Weather conditions affect several every day activities, such as social meetings, sports, leisure, and holidays. For instance, rain may postpone or even cancel festive celebrations, and snow or fog can delay or change traveling plans. Meteorological data concern mainly the temperature, pressure, humidity, wind speed and wind direction, visibility, dew point, cloud cover, and precipitation amount. Accurate weather forecast in this framework is deemed essential for preventing or reducing the impact of extreme unpredictable and undesirable situations.
Meteorological conditions greatly affect air traffic, as a severe weather phenomenon may lead to flight cancellation, although in a less optimistic scenario, it is possible to cause damage to the aircraft during the flight. As another example, a rainy day of increasing precipitation may flood the runway, while the airport is in full functioning mode. As a result of these phenomena, many flights will be delayed, while others will be canceled. Prediction of such situations could be extremely useful in informing staff and passengers and avoiding complaints and compensations, not to mention serious accidents that diminish the trustworthiness of this mode of transportation.
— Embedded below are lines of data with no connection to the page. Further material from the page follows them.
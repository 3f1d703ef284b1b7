pub mod dispatcher;
pub mod ids;
pub mod input;
pub mod models;
pub mod processors;
mod fields;
mod method;
mod result;

pub use fields::{FieldValue, PaymentInput};
pub use method::PaymentMethod;
pub use result::Result;

pub use dispatcher::{DispatchError, Dispatcher};
pub use models::{PaymentReport, PaymentResult};
pub use processors::PaymentProcessor;

/// Resolves a payment method (enumeration value or canonical string form) to a
/// ready-to-use processor.
pub fn create_payment_method<M>(method: M) -> Result<Box<dyn PaymentProcessor>>
where
    M: TryInto<PaymentMethod>,
    M::Error: std::error::Error + Send + Sync + 'static,
{
    return Dispatcher::create_payment_method(method);
}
Data warehousing assists knowledge workers by providing tools, methods, and techniques for performing data analysis for business intelligence (BI), business analytics, and decision-making strategies in various application fields [1]. A data warehouse (DW) is a type of database (DB) suitable for collecting a huge amount of heterogeneous historical data from multiple data sources, integrates and stores them and processes queries on them. The main characteristics of a DW are subject-oriented, integrated, consistent, time-variant, and non-volatile [2]. Data are usually consolidated from several different external sources. A DW is designed primarily for query and analysis of historical data rather than for daily transaction processing, and this is the main reason that it is chosen in this study as an alternative of a relational DB. On the other hand, some solutions have also been proposed towards a NoSQL DW approach; however, the proposals recognize several limitations, such as lack of standardization, software incompatibilities, inability of using the ELT process, data duplication, and as a result larger storage space need, joins, and aggregate functions may not be supported, which prove that such systems are still immature, questionable and problematic [3].
The objective of this research work is the development of a DW which includes meteorological as well as flight data collected over the last 10 years from all Greek active airports which are under the supervision of the Civil Aviation Service (CAA) and the Hellenic Air Force (HAF) for assisting decision-making processes and supporting airlines and airport operations. The gathered historical data come from measurements in the vicinity of the airports and meteorological stations that automatically collect various types of information within a close proximity to them. In particular, through their analysis, useful conclusions may be extracted related to forecasts and regarding the avoidance of flights that are scheduled to take place in the midst of severe weather phenomena. In addition, from a business point of view, travelers and airlines have the potential to save money and time, knowing that a flight is likely to be delayed or canceled due to adverse climate conditions. The frequency and severity of such extreme events is increasing recently due to the climate change, and this fact is expected to cause more disruption to global air services. For example, it would be very helpful to see if a strong wind could cause flight delays at an airport or how many flights have been canceled one day due to heavy rain in one area. Towards this direction, a new DW logical schema, the hybrid schema, was proposed by combining the three already known main DW schemas.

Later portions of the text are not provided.